If this does not apply to you, then you will need to rely on private insurance cover, either as part of your employment package, or taken out separately by yourself. Check with your employer if you are in Abu Dhabi or Dubai, to find out whether you have been registered with one of the government-approved insurance schemes: either on a comprehensive plan or, for lower paid workers, a basic policy.
Selectable Options
Check the small print of any private health insurance policy to see whether it covers treatments that you may want to access, such as specialist surgical treatment or more advanced dental care, for example, crowns or dental implants.
Remember to check if your potential policy covers pre-existing conditions: the definition of this will vary between insurers. Usually the term applies to any conditions which present symptoms or for which you’ve been treated in the last five years. This normally includes any conditions you were diagnosed with over five years ago, but some insurers have different time limits for diagnosis.
You may also want to check out whether your policy has a ‘hospitalisation’ clause covering you for occasional hospital visits. You might need to discuss this directly with your insurer.

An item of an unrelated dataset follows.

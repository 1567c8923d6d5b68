pub mod bitstream;
pub mod protocol;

Take a good look at any potential policy for any cover relating to healthcare which does not apply to you: some policies have provision for maternity care, for instance, and if you are not intending to become pregnant (or prefer to rely on the cover provided by the maternity system in the UAE), then you may wish to reduce your policy costs by having such options removed.
Cost Sharing
You may also be able to reduce the cost of your premium through ‘cost sharing’: this means that you and your insurer will share the costs of any treatment. You will pay up to an agreed limit, and your provider will cover the rest.

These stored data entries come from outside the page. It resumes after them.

//! Authority-side reconciliation: validates incoming moves, derives the delta
//! to simulate, and judges the client's claimed result.

use tracing::{debug, trace, warn};

use crate::anticheat::discrepancy::{MoveTiming, TimeDiscrepancyResolver};
use crate::anticheat::timestamp::{TimestampRejection, TimestampValidator, TimestampVerdict};
use crate::config::NetcodeConfig;
use crate::movement::input::QuantizedInput;
use crate::movement::saved_move::SavedMove;
use crate::movement::simulator::PositionErrorPolicy;
use crate::movement::snapshot::KinematicSnapshot;
use crate::movement::StepRequest;
use crate::net::protocol::ServerMessage;

/// What the authority decided about an incoming `ServerMove`
#[derive(Debug, Clone, Copy, PartialEq)]
pub enum ServerMoveOutcome {
    /// Simulate the request, then call `finish_client_move` with the result
    Simulate(StepRequest),
    /// Stale, duplicate or implausible timestamp; dropped
    Rejected(TimestampRejection),
    /// Timestamp recorded but the authority is not ready to move this client
    NotReady,
    /// Derived delta was not positive; nothing to simulate
    NoDelta,
}

#[derive(Debug)]
pub struct ServerReconciliationState {
    validator: TimestampValidator,
    resolver: TimeDiscrepancyResolver,

    /// Last accepted client timestamp
    current_client_timestamp: f64,
    /// Last time the body was moved on the client's behalf
    server_timestamp: f64,
    /// Arrival time of the last accepted client move
    last_server_move: Option<f64>,
    creation_time: f64,

    force_client_update: bool,
    ready_for_client: bool,
    /// Move between `receive_server_move` and `finish_client_move`; `start`
    /// holds the client's claimed end state
    processing: Option<SavedMove>,

    max_simulation_time_step: f64,
    max_client_update_interval: f64,
}

impl ServerReconciliationState {
    /// `now` is the authority clock at spawn; no forced update is due before
    /// the client has had a chance to send moves.
    pub fn new(config: &NetcodeConfig, now: f64) -> Self {
        Self {
            validator: TimestampValidator::new(&config.movement),
            resolver: TimeDiscrepancyResolver::new(&config.discrepancy, &config.movement),
            current_client_timestamp: 0.0,
            server_timestamp: now,
            last_server_move: None,
            creation_time: now,
            force_client_update: false,
            ready_for_client: true,
            processing: None,
            max_simulation_time_step: config.movement.max_simulation_time_step,
            max_client_update_interval: config.movement.max_client_update_interval,
        }
    }

    /// Handle `ServerMove(timestamp, input, client_end)` arriving at `now`
    pub fn receive_server_move(
        &mut self,
        timestamp: f64,
        input: QuantizedInput,
        client_end: KinematicSnapshot,
        now: f64,
    ) -> ServerMoveOutcome {
        // A new move supersedes any that was never finished
        if self.processing.take().is_some() {
            debug!("Discarding unfinished processing move");
        }

        let verdict = match self.validator.verify(timestamp, self.current_client_timestamp) {
            Ok(verdict) => verdict,
            Err(rejection) => return ServerMoveOutcome::Rejected(rejection),
        };

        match verdict {
            TimestampVerdict::ResetDetected => {
                self.resolver
                    .notify_timestamp_reset(self.current_client_timestamp, timestamp);
                self.current_client_timestamp = 0.0;
            }
            TimestampVerdict::Accepted => {
                let timing = MoveTiming {
                    now,
                    last_server_move: self.last_server_move,
                    last_movement_update: self.server_timestamp,
                    current_client_timestamp: self.current_client_timestamp,
                    creation_time: self.creation_time,
                };
                let step = self.resolver.process(timestamp, &timing);
                self.force_client_update |= step.force_correction;
            }
        }

        let input = if self.ready_for_client {
            input
        } else {
            QuantizedInput::default()
        };

        let delta_time = self
            .resolver
            .move_delta_time(timestamp, self.current_client_timestamp);

        self.current_client_timestamp = timestamp;
        self.server_timestamp = now;
        self.last_server_move = Some(now);

        if !self.ready_for_client {
            return ServerMoveOutcome::NotReady;
        }
        if delta_time <= 0.0 {
            return ServerMoveOutcome::NoDelta;
        }

        self.processing = Some(SavedMove {
            timestamp,
            delta_time,
            input,
            start: client_end,
            ..Default::default()
        });
        trace!("Processing move ts={:.4} dt={:.4}", timestamp, delta_time);

        ServerMoveOutcome::Simulate(StepRequest { input, delta_time })
    }

    /// Compare the authority's result with the client's claim and produce the
    /// acknowledgement. `None` if no move was being processed.
    pub fn finish_client_move<P>(
        &mut self,
        result: &KinematicSnapshot,
        policy: &P,
    ) -> Option<ServerMessage>
    where
        P: PositionErrorPolicy + ?Sized,
    {
        let mut mv = self.processing.take()?;
        mv.post_update(result);

        let bad_client_sim = policy.exceeds_tolerance(&mv.end, &mv.start);
        let ack = if bad_client_sim || self.force_client_update {
            debug!(
                "Correcting client at ts={:.4} (error {:.3}, forced {})",
                mv.timestamp,
                mv.end.position.distance_sq_to(mv.start.position),
                self.force_client_update
            );
            ServerMessage::ClientAckBadMove {
                timestamp: mv.timestamp,
                state: mv.end,
            }
        } else {
            ServerMessage::ClientAckGoodMove {
                timestamp: mv.timestamp,
            }
        };

        self.force_client_update = false;
        Some(ack)
    }

    /// True when the client has gone quiet for longer than allowed
    pub fn needs_forced_update(&self, now: f64) -> bool {
        now - self.server_timestamp > self.max_client_update_interval
    }

    /// Move the body without client input after a long silence. Returns the
    /// clamped step to simulate with an idle input.
    pub fn force_position_update(&mut self, now: f64) -> StepRequest {
        let elapsed = now - self.server_timestamp;
        warn!(
            "Forcing position update with {:.3}s delta. Max = {:.3}, delta may be clamped",
            elapsed, self.max_simulation_time_step
        );
        self.server_timestamp = now;
        StepRequest {
            input: QuantizedInput::default(),
            delta_time: elapsed.min(self.max_simulation_time_step).max(0.0),
        }
    }

    pub fn set_ready_for_client(&mut self, ready: bool) {
        self.ready_for_client = ready;
    }

    pub fn is_ready_for_client(&self) -> bool {
        self.ready_for_client
    }

    pub fn current_client_timestamp(&self) -> f64 {
        self.current_client_timestamp
    }

    pub fn server_timestamp(&self) -> f64 {
        self.server_timestamp
    }

    pub fn processing_move(&self) -> Option<&SavedMove> {
        self.processing.as_ref()
    }

    pub fn resolver(&self) -> &TimeDiscrepancyResolver {
        &self.resolver
    }

    pub fn resolver_mut(&mut self) -> &mut TimeDiscrepancyResolver {
        &mut self.resolver
    }
}

#[cfg(test)]
mod tests {
    use super::*;
    use crate::movement::simulator::SquaredDistancePolicy;
    use crate::util::math::{Quat, Vec3};

    fn at(x: f32) -> KinematicSnapshot {
        KinematicSnapshot::at_rest(Vec3::new(x, 0.0, 0.0), Quat::IDENTITY)
    }

    fn forward() -> QuantizedInput {
        QuantizedInput::new(1.0, 0.0, 0.0, 0.0, 0)
    }

    fn server() -> ServerReconciliationState {
        ServerReconciliationState::new(&NetcodeConfig::default(), 0.0)
    }

    fn expect_request(outcome: ServerMoveOutcome) -> StepRequest {
        match outcome {
            ServerMoveOutcome::Simulate(request) => request,
            other => panic!("expected Simulate, got {:?}", other),
        }
    }

    #[test]
    fn test_accepted_move_derives_delta_from_timestamps() {
        let mut s = server();
        let first = expect_request(s.receive_server_move(0.05, forward(), at(1.0), 0.05));
        assert_eq!(first.delta_time, 0.05);
        assert_eq!(first.input, forward());
        assert_eq!(s.processing_move().map(|m| m.start), Some(at(1.0)));

        s.finish_client_move(&at(1.0), &SquaredDistancePolicy::new(3.0));
        let second = expect_request(s.receive_server_move(0.07, forward(), at(2.0), 0.07));
        assert!((second.delta_time - 0.02).abs() < 1e-12);
    }

    #[test]
    fn test_delta_clamped_to_max() {
        let mut s = server();
        let request = expect_request(s.receive_server_move(1.0, forward(), at(0.0), 1.0));
        assert_eq!(request.delta_time, 0.125);
    }

    #[test]
    fn test_good_ack_within_tolerance() {
        let mut s = server();
        s.receive_server_move(10.0, forward(), at(5.0), 10.0);
        let ack = s.finish_client_move(&at(5.5), &SquaredDistancePolicy::new(3.0));
        assert_eq!(ack, Some(ServerMessage::ClientAckGoodMove { timestamp: 10.0 }));
        assert!(s.processing_move().is_none());
    }

    #[test]
    fn test_bad_ack_carries_authoritative_state() {
        let mut s = server();
        s.receive_server_move(10.0, forward(), at(5.0), 10.0);
        let ack = s.finish_client_move(&at(9.0), &SquaredDistancePolicy::new(3.0));
        assert_eq!(
            ack,
            Some(ServerMessage::ClientAckBadMove {
                timestamp: 10.0,
                state: at(9.0)
            })
        );
    }

    #[test]
    fn test_finish_without_move() {
        let mut s = server();
        assert!(s
            .finish_client_move(&at(0.0), &SquaredDistancePolicy::new(3.0))
            .is_none());
    }

    #[test]
    fn test_duplicate_and_stale_dropped() {
        let mut s = server();
        expect_request(s.receive_server_move(1.0, forward(), at(0.0), 1.0));
        assert!(matches!(
            s.receive_server_move(1.0, forward(), at(0.0), 1.01),
            ServerMoveOutcome::Rejected(TimestampRejection::Stale(_, _))
        ));
        assert!(matches!(
            s.receive_server_move(0.9, forward(), at(0.0), 1.02),
            ServerMoveOutcome::Rejected(_)
        ));
        assert_eq!(s.current_client_timestamp(), 1.0);
        assert!(s.processing_move().is_none());
    }

    #[test]
    fn test_implausible_jump_dropped() {
        let mut s = server();
        expect_request(s.receive_server_move(1.0, forward(), at(0.0), 1.0));
        assert!(matches!(
            s.receive_server_move(500.0, forward(), at(0.0), 1.1),
            ServerMoveOutcome::Rejected(TimestampRejection::ImplausibleJump(_, _))
        ));
    }

    #[test]
    fn test_reset_accepted_and_rebased() {
        let mut s = server();
        let mut now = 0.0;
        let mut ts = 0.0;
        while ts < 239.9 {
            ts += 0.1;
            now += 0.1;
            s.receive_server_move(ts, forward(), at(0.0), now);
        }
        let lifetime_before = s.resolver().lifetime_raw_discrepancy();

        let request = expect_request(s.receive_server_move(0.05, forward(), at(0.0), now + 0.05));
        assert_eq!(request.delta_time, 0.05);
        assert_eq!(s.current_client_timestamp(), 0.05);
        // Reset moves skip discrepancy tracking
        assert_eq!(s.resolver().lifetime_raw_discrepancy(), lifetime_before);
    }

    #[test]
    fn test_not_ready_records_timestamp_only() {
        let mut s = server();
        s.set_ready_for_client(false);
        assert_eq!(
            s.receive_server_move(0.5, forward(), at(0.0), 0.5),
            ServerMoveOutcome::NotReady
        );
        assert_eq!(s.current_client_timestamp(), 0.5);
        assert!(s.processing_move().is_none());

        s.set_ready_for_client(true);
        let request = expect_request(s.receive_server_move(0.6, forward(), at(0.0), 0.6));
        assert!((request.delta_time - 0.1).abs() < 1e-12);
    }

    #[test]
    fn test_forced_update() {
        let mut s = server();
        assert!(!s.needs_forced_update(0.2));
        assert!(s.needs_forced_update(0.3));

        let request = s.force_position_update(2.0);
        assert_eq!(request.delta_time, 0.1);
        assert!(request.input.is_idle());
        assert_eq!(s.server_timestamp(), 2.0);
        assert!(!s.needs_forced_update(2.1));
    }

    #[test]
    fn test_force_correction_during_resolution() {
        let mut config = NetcodeConfig::default();
        config.discrepancy.force_corrections_during_resolution = true;
        let mut s = ServerReconciliationState::new(&config, 0.0);
        let policy = SquaredDistancePolicy::new(3.0);

        // Client claims double the real time
        let mut now = 0.0;
        let mut ts = 0.0;
        let mut corrected = false;
        for _ in 0..100 {
            now += 1.0 / 64.0;
            ts += 2.0 / 64.0;
            let outcome = s.receive_server_move(ts, forward(), at(0.0), now);
            if let ServerMoveOutcome::Simulate(_) = outcome {
                let ack = s.finish_client_move(&at(0.0), &policy);
                if let Some(ServerMessage::ClientAckBadMove { .. }) = ack {
                    corrected = true;
                }
            }
        }
        assert!(s.resolver().detections() > 0);
        assert!(corrected);
    }
}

Different insurers will have different ways of arranging cost sharing. Some common ones include the following.
Co-pay: where you pay a fixed sum for your treatment and your insurer covers the rest. For instance, if the total cost of your treatment is $85, and your co-pay amount is set at $40, then you will pay $40 and your insurer will pay $45.
Co-insurance: where you pay a fixed percentage of the total cost and your insurer covers the rest. For instance, if your co-insurance is set at 20%, you will pay 20% of $85 and your insurer will cover the remaining 80%.

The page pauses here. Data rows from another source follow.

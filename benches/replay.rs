//! Replay and wire codec benchmarks
//!
//! Run with: cargo bench --bench replay

use std::sync::Arc;

use criterion::{
    black_box, criterion_group, criterion_main, BatchSize, BenchmarkId, Criterion, Throughput,
};
use pawn_netcode::config::{MovementConfig, NetcodeConfig};
use pawn_netcode::metrics::NetcodeMetrics;
use pawn_netcode::movement::input::QuantizedInput;
use pawn_netcode::movement::replay::replay_saved_moves;
use pawn_netcode::movement::simulator::{HoverSimulator, MovementSimulator};
use pawn_netcode::movement::{ClientPredictionState, KinematicSnapshot};
use pawn_netcode::net::protocol::{self, ClientMessage, ServerMessage};
use pawn_netcode::sim::{LoopbackSession, SessionConfig};
use pawn_netcode::util::math::{Quat, Vec3};
use rand::Rng;

const DT: f64 = 1.0 / 60.0;

fn random_input(rng: &mut impl Rng) -> QuantizedInput {
    QuantizedInput::new(
        rng.gen_range(-1.0..1.0),
        rng.gen_range(-1.0..1.0),
        rng.gen_range(-1.0..1.0),
        rng.gen_range(-1.0..1.0),
        rng.gen(),
    )
}

/// A client with `count` buffered moves and a correction for the oldest pending
fn corrected_client(
    count: usize,
    sim: &HoverSimulator,
) -> (ClientPredictionState, KinematicSnapshot) {
    let config = MovementConfig {
        max_saved_moves: count + 2,
        ..Default::default()
    };
    let mut client = ClientPredictionState::new(&config);
    let mut state = KinematicSnapshot::default();
    let mut rng = rand::thread_rng();

    for _ in 0..=count {
        let input = random_input(&mut rng);
        let dt = client.begin_move(input, DT, &state);
        state = sim.simulate(&state, &input, dt);
        client.finish_move(&state);
    }

    let first = client.saved_moves()[0].timestamp;
    let authoritative = KinematicSnapshot::at_rest(Vec3::new(10.0, 0.0, 0.0), Quat::IDENTITY);
    client.handle_ack_bad(first, &authoritative, &mut state);
    (client, state)
}

fn bench_replay(c: &mut Criterion) {
    let mut group = c.benchmark_group("replay");
    let sim = HoverSimulator::default();

    for count in [8, 32, 96] {
        group.throughput(Throughput::Elements(count as u64));
        group.bench_with_input(BenchmarkId::new("saved_moves", count), &count, |b, &count| {
            b.iter_batched(
                || corrected_client(count, &sim),
                |(mut client, mut state)| {
                    black_box(replay_saved_moves(&mut client, &mut state, &sim))
                },
                BatchSize::SmallInput,
            );
        });
    }

    group.finish();
}

fn bench_codec(c: &mut Criterion) {
    let mut group = c.benchmark_group("codec");
    let mut rng = rand::thread_rng();

    let state = KinematicSnapshot::new(
        Vec3::new(1234.5, -678.9, 120.0),
        Quat::from_axis_angle(Vec3::UP, 0.7),
        Vec3::new(350.0, -20.0, 4.5),
        Vec3::new(0.0, 0.1, 0.6),
    );
    let server_move = ClientMessage::ServerMove {
        timestamp: 123.456,
        input: random_input(&mut rng),
        end_state: state,
    };
    let correction = ServerMessage::ClientAckBadMove {
        timestamp: 123.456,
        state,
    };

    group.bench_function("encode_server_move", |b| {
        b.iter(|| black_box(protocol::encode(black_box(&server_move))))
    });

    let bytes = protocol::encode(&server_move);
    group.throughput(Throughput::Bytes(bytes.len() as u64));
    group.bench_function("decode_server_move", |b| {
        b.iter(|| black_box(protocol::decode::<ClientMessage>(black_box(&bytes))))
    });

    let bytes = protocol::encode(&correction);
    group.bench_function("decode_correction", |b| {
        b.iter(|| black_box(protocol::decode::<ServerMessage>(black_box(&bytes))))
    });

    group.finish();
}

fn bench_session(c: &mut Criterion) {
    let mut group = c.benchmark_group("session");
    group.sample_size(30);

    for clients in [1, 16, 64] {
        let mut session = LoopbackSession::new(
            SessionConfig {
                clients,
                ..Default::default()
            },
            NetcodeConfig::default(),
            Arc::new(NetcodeMetrics::new()),
        );

        group.throughput(Throughput::Elements(clients as u64));
        group.bench_with_input(BenchmarkId::new("step", clients), &clients, |b, _| {
            b.iter(|| session.step())
        });
    }

    group.finish();
}

criterion_group!(benches, bench_replay, bench_codec, bench_session);
criterion_main!(benches);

Deductibles: where you pay the entire amount allowed for all services provided until the deductible is met. For instance, if your policy has a $1,000 annual deductible, you would pay $85 for each visit to a healthcare clinic. However, you would then have to pay the entire amount for 11 such visits ($1000/$85 = 11.8) before your insurance began to pay out to the doctor directly.
You may also need to take a look at whether there is an out-of-pocket maximum that you would be expected to pay after your deductible has been met.
Let’s say that your plan above, with a $1000 deductible, also has a co-insurance option of 20% and an out-of-pocket maximum of $1500. You will thus pay $85 for 11 visits to the doctor under your deductible until it is met. You will then pay $17 for each visit as your 20% coinsurance, until you reach the co-insurance ceiling of $500 ($1,500 minus the deductible of $1,000), or about 29 more visits ($500$17 = 29.4). At that point (40 total visits in a year), you would pay nothing more for the remainder of the plan year.
It’s worth doing the maths, especially if you don’t think that you’ll need to make more than a couple of visits to your GP in any one policy period. For example, if you just want dental check-ups with an occasional filling, it might be worth working out whether one or two out-of-pocket costs might be cheaper than full dental cover.
As so many variables have an effect on the cost of international private medical insurance in the UAE, it becomes very difficult to give accurate estimates without knowing the full details of the coverage required. However, as a very rough guide, using a standard profile of a 40-year-old British male with no deductibles, no co-insurance, a middle-tier plan, all modules included and worldwide coverage excluding the US, a ballpark price of around £4,000/$5,000 might be expected. Were coverage to be expanded to include the US then the premium could increase to almost double that amount.